LA COUR DE CASSATION, TROISIÈME CHAMBRE CIVILE, a rendu l'arrêt suivant :
Sur le moyen unique :
Vu l'article 455 du code de procédure civile ;
Attendu, selon l'arrêt attaqué (Chambéry, 6 juillet 2010), que le 30 décembre 2004, la commune de La Roche-sur-Foron (la commune) a vendu à la société Aid concept (la société) un bâtiment à rénover sous la condition résolutoire que la réhabilitation devait être réalisée dans le délai de deux années à compter de la cession ; que, se prévalant du non-respect de cette condition, la commune a poursuivi la résolution de la vente ;
Attendu que, pour accueillir la demande, l'arrêt retient, par motifs propres et adoptés, qu'il ressort de l'acte de vente que l'acquéreur avait visité les biens et qu'il avait accepté de les prendre tels quels, sans garantie du vendeur, y compris pour les vices cachés et que l'instabilité affectant le sol avait été découverte rapidement mais que la société n'en avait jamais référé au vendeur pour demander une modification des conditions imposées ou une prolongation du délai ;
Qu'en statuant ainsi, sans répondre aux conclusions par lesquelles la société faisait valoir que la commune ne l'avait pas informée du vice affectant la stabilité du sol alors qu'elle le connaissait antérieurement à la vente ou ne pouvait pas l'ignorer de sorte que sa mauvaise foi était avérée et qu'elle avait manqué à son obligation de loyauté, la cour d'appel n'a pas satisfait aux exigences du texte susvisé ;
PAR CES MOTIFS :
CASSE ET ANNULE, dans toutes ses dispositions, l'arrêt rendu le 6 juillet 2010, entre les parties, par la cour d'appel de Chambéry ; remet, en conséquence, la cause et les parties dans l'état où elles se trouvaient avant ledit arrêt et, pour être fait droit, les renvoie devant la cour d'appel de Chambéry, autrement composée ;
Condamne la commune de La Roche-sur-Foron aux dépens ;
Vu l'article 700 du code de procédure civile, condamne la commune de La Roche-sur-Foron à payer à la société Aid concept la somme de 2 500 euros ; rejette la demande de la commune de La Roche-sur-Foron ;
Dit que sur les diligences du procureur général près la Cour de cassation, le présent arrêt sera transmis pour être transcrit en marge ou à la suite de l'arrêt cassé ;
Ainsi fait et jugé par la Cour de cassation, troisième chambre civile, et prononcé par le président en son audience publique du vingt septembre deux mille onze.

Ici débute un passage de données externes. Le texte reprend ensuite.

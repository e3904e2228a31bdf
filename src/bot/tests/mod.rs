//! Bot module tests.
//!
//! - `eval.rs` - Piece tables, terminal scores and perspective handling
//! - `move_order.rs` - Capture ordering and the quiet-move tiebreak
//! - `search.rs` - Restoration, equivalence with plain minimax, tactics
//! - `driver.rs` - Move selection, fallback and reporting
//! - `proptest.rs` - Property-based tests over random positions

mod move_order;
mod proptest;

use crate::board::{Board, Color};
use crate::bot::eval as bot_eval;

/// Plain minimax without pruning, the reference for alpha-beta results.
pub(super) fn minimax(board: &mut Board, depth: u32, maximizing: bool, perspective: Color) -> i32 {
    if depth == 0 {
        return bot_eval::score(board, perspective);
    }
    let moves = board.generate_moves();
    if moves.is_empty() {
        return bot_eval::score(board, perspective);
    }

    let mut best = if maximizing { i32::MIN } else { i32::MAX };
    for &mv in moves.iter() {
        let info = board.make_move(mv);
        let score = minimax(board, depth - 1, !maximizing, perspective);
        board.unmake_move(mv, info);
        best = if maximizing { best.max(score) } else { best.min(score) };
    }
    best
}

/// Position where the side to move has a back-rank mate with Qe8.
pub(super) const WHITE_MATE_IN_ONE: &str = "6k1/5ppp/8/8/8/8/8/4Q2K w - - 0 1";
/// Position where the side to move has a back-rank mate with Qe1.
pub(super) const BLACK_MATE_IN_ONE: &str = "4q2k/8/8/8/8/8/5PPP/6K1 b - - 0 1";
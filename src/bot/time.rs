//! Clock information handed to the bot with each move request.
//!
//! The search runs to its fixed depth; the budget is recorded and logged
//! but never used to cut a search short.

use std::fmt;
use std::time::Duration;

/// Time available to the side to move.
#[derive(Clone, Copy, Debug, Default, PartialEq, Eq)]
pub struct TimeBudget {
    /// Time left on the mover's clock, if the GUI sent one
    pub remaining: Option<Duration>,
    /// Increment added after each move
    pub increment: Duration,
    /// Fixed time for this move, if requested
    pub move_time: Option<Duration>,
}

impl TimeBudget {
    /// No clock at all.
    #[must_use]
    pub fn unlimited() -> Self {
        TimeBudget::default()
    }

    #[must_use]
    pub fn from_clock(remaining: Duration, increment: Duration) -> Self {
        TimeBudget {
            remaining: Some(remaining),
            increment,
            move_time: None,
        }
    }

    #[must_use]
    pub fn fixed(move_time: Duration) -> Self {
        TimeBudget {
            remaining: None,
            increment: Duration::ZERO,
            move_time: Some(move_time),
        }
    }

    #[must_use]
    pub fn is_unlimited(&self) -> bool {
        self.remaining.is_none() && self.move_time.is_none()
    }
}

impl fmt::Display for TimeBudget {
    fn fmt(&self, f: &mut fmt::Formatter<'_>) -> fmt::Result {
        if let Some(move_time) = self.move_time {
            return write!(f, "movetime {}ms", move_time.as_millis());
        }
        match self.remaining {
            Some(remaining) => write!(
                f,
                "{}ms + {}ms",
                remaining.as_millis(),
                self.increment.as_millis()
            ),
            None => write!(f, "unlimited"),
        }
    }
}

#[cfg(test)]
mod tests {
    use super::*;

    #[test]
    fn display_forms() {
        assert_eq!(TimeBudget::unlimited().to_string(), "unlimited");
        assert_eq!(
            TimeBudget::from_clock(Duration::from_secs(60), Duration::from_millis(500)).to_string(),
            "60000ms + 500ms"
        );
        assert_eq!(
            TimeBudget::fixed(Duration::from_millis(250)).to_string(),
            "movetime 250ms"
        );
    }

    #[test]
    fn unlimited_only_without_clock() {
        assert!(TimeBudget::unlimited().is_unlimited());
        assert!(!TimeBudget::fixed(Duration::from_millis(1)).is_unlimited());
    }
}
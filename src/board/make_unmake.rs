use crate::zobrist::ZOBRIST;

use super::{Board, Color, Move, MoveKind, Piece, Square, UnmakeInfo};

/// Rook origin and destination files for a castling move.
#[inline]
fn castling_rook_files(kind: MoveKind) -> Option<(usize, usize)> {
    match kind {
        MoveKind::CastleKingside => Some((7, 5)),
        MoveKind::CastleQueenside => Some((0, 3)),
        _ => None,
    }
}

/// Square of the pawn removed by an en passant capture.
#[inline]
fn en_passant_victim(m: Move) -> Square {
    Square::at(m.from().rank(), m.to().file())
}

impl Board {
    /// Play `m`, which must be pseudo-legal for the side to move.
    ///
    /// The returned token restores the position when passed to
    /// [`Board::unmake_move`] together with the same move.
    pub fn make_move(&mut self, m: Move) -> UnmakeInfo {
        let info = UnmakeInfo {
            previous_en_passant_target: self.en_passant_target,
            previous_castling_rights: self.castling_rights,
            previous_hash: self.hash,
            previous_halfmove_clock: self.halfmove_clock,
            previous_fullmove_number: self.fullmove_number,
        };
        self.history.push(self.hash);

        let color = self.side_to_move;

        if let Some(old_ep) = self.en_passant_target.take() {
            self.hash ^= ZOBRIST.en_passant(old_ep);
        }
        self.hash ^= ZOBRIST.castling(self.castling_rights);

        if m.kind() == MoveKind::EnPassant {
            self.remove_piece(en_passant_victim(m));
        } else if m.is_capture() {
            self.remove_piece(m.to());
        }

        let (_, moving_piece) = self
            .remove_piece(m.from())
            .expect("make_move: 'from' square empty");
        self.set_piece(m.to(), color, m.promotion().unwrap_or(moving_piece));

        if let Some((rook_from, rook_to)) = castling_rook_files(m.kind()) {
            let rank = color.back_rank();
            self.remove_piece(Square::at(rank, rook_from));
            self.set_piece(Square::at(rank, rook_to), color, Piece::Rook);
        }

        if m.kind() == MoveKind::DoublePawnPush {
            let ep = Square::at((m.from().rank() + m.to().rank()) / 2, m.from().file());
            self.en_passant_target = Some(ep);
            self.hash ^= ZOBRIST.en_passant(ep);
        }

        if moving_piece == Piece::King {
            self.castling_rights.remove_color(color);
        }
        // Any move from or onto a rook corner ends that corner's castling right.
        for corner in [m.from(), m.to()] {
            match (corner.rank(), corner.file()) {
                (0, 0) => self.castling_rights.remove(Color::White, false),
                (0, 7) => self.castling_rights.remove(Color::White, true),
                (7, 0) => self.castling_rights.remove(Color::Black, false),
                (7, 7) => self.castling_rights.remove(Color::Black, true),
                _ => {}
            }
        }
        self.hash ^= ZOBRIST.castling(self.castling_rights);

        if moving_piece == Piece::Pawn || m.is_capture() {
            self.halfmove_clock = 0;
        } else {
            self.halfmove_clock = self.halfmove_clock.saturating_add(1);
        }
        if color == Color::Black {
            self.fullmove_number += 1;
        }

        self.side_to_move = color.opponent();
        self.hash ^= ZOBRIST.black_to_move();

        info
    }

    /// Take back `m`, restoring the position from before the matching `make_move`.
    pub fn unmake_move(&mut self, m: Move, info: UnmakeInfo) {
        self.side_to_move = self.side_to_move.opponent();
        let color = self.side_to_move;

        let (_, placed) = self
            .remove_piece(m.to())
            .expect("unmake_move: 'to' square empty");
        let original = if m.promotion().is_some() {
            Piece::Pawn
        } else {
            placed
        };
        self.set_piece(m.from(), color, original);

        if let Some((rook_from, rook_to)) = castling_rook_files(m.kind()) {
            let rank = color.back_rank();
            self.remove_piece(Square::at(rank, rook_to));
            self.set_piece(Square::at(rank, rook_from), color, Piece::Rook);
        }

        if let Some(captured) = m.captured() {
            let victim_square = if m.kind() == MoveKind::EnPassant {
                en_passant_victim(m)
            } else {
                m.to()
            };
            self.set_piece(victim_square, color.opponent(), captured);
        }

        self.en_passant_target = info.previous_en_passant_target;
        self.castling_rights = info.previous_castling_rights;
        self.halfmove_clock = info.previous_halfmove_clock;
        self.fullmove_number = info.previous_fullmove_number;
        self.hash = info.previous_hash;
        self.history.pop();
    }
}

MOYEN ANNEXE au présent arrêt :
Moyen produit par la SCP Delaporte, Briard et Trichet, avocat aux Conseils pour la société Aid concept
IL EST FAIT GRIEF à l'arrêt attaqué d'avoir confirmé le jugement entrepris en ce qu'il avait prononcé la résolution de la vente intervenue par acte authentique le décembre 2004 par la commune de LA ROCHE SUR FORON au profit de la société à responsabilité limitée AID CONCEPT, acte publié et enregistré le 9 février 2005 à la conservation des hypothèques de BONNEVILLE sous les références 2005 D N°2781 Volume : 2005 P N°1653, d'un bâtiment à rénover avec terrain attenant situés à LA ROCHE SUR FORON (HAUTE-SAVOIE) figurant au cadastre :
* section AB n°423, 28 rue du Pont Neuf pour une surface de 00ha01a98ca, * section AB n°424, 16 rue du Pont Neuf pour une surface de 00ha00a95ca, dit que ce jugement vaudrait en conséquence titre de propriété au profit de la commune de LA ROCHE SUR FORON et serait publié à la conservation des hypothèques de BONNEVILLE aux frais de la société AID CONCEPT, donné acte à la commune de LA ROCHE SUR FORON de son offre de verser à la SARL AID CONCEPT la somme de 102.253,22 €, en tant que de besoin de l'avoir condamné à ce faire, et débouté la société AID CONCEPT de ses demandes reconventionnelles,
AUX MOTIFS QUE « les explications et justifications de la SARL AID concept, si elles établissent que la rue du Foron a vu son accès interdit pendant quelques mois du côté de la rue Perrin par les travaux de l'immeuble porte de la Perrine, ne caractérisent aucunement l'impossibilité d'accéder au chantier par l'autre extrémité de la rue du Foron ; qu'elle ne justifie pas non plus de devis réalisés dès l'acquisition du bien, ou à l'époque, et que des fournisseurs auraient refusé d'honorer en juillet 2005 en raison du retard prétendument imposé ; que la SARL AID concept s'était engagée à réaliser une réhabilitation mais a pris l'initiative, au motif de la nature du terrain, qui est peut-être exactement indiquée, de détruire complètement l'immeuble sans obtenir l'accord du vendeur ni la modification du permis de construire ; que l'instabilité affectant le sol a été découverte rapidement mais que la SARL AID concept n'en a jamais référé au vendeur pour demander ni de modification des conditions imposées ni de prolongation du délai ; qu'il est bien évident que l'évolution des travaux, sur laquelle il n'est pas justifié que le vendeur ait eu la moindre influence, rendait impossible la réalisation de ce qui était convenu, ni quelque réalisation que ce soit dans le délai de deux ans ; que la SARL AID concept était certes dans l'obligation de demander un permis de construire modificatif mais qu'elle a fait ses travaux sans s'en inquiéter et n'a fait de demande qu'en arrivant à l' échéance du délai imparti, ayant ainsi, selon ses propres indications, attendu quelque dix huit mois ; que, dans ces conditions, pour ces motifs et ceux non contraires qu'il a retenus, le jugement doit être confirmé en ce qu'il a prononcé la résolution de la vente et ordonné les restitutions et leurs modalités ; »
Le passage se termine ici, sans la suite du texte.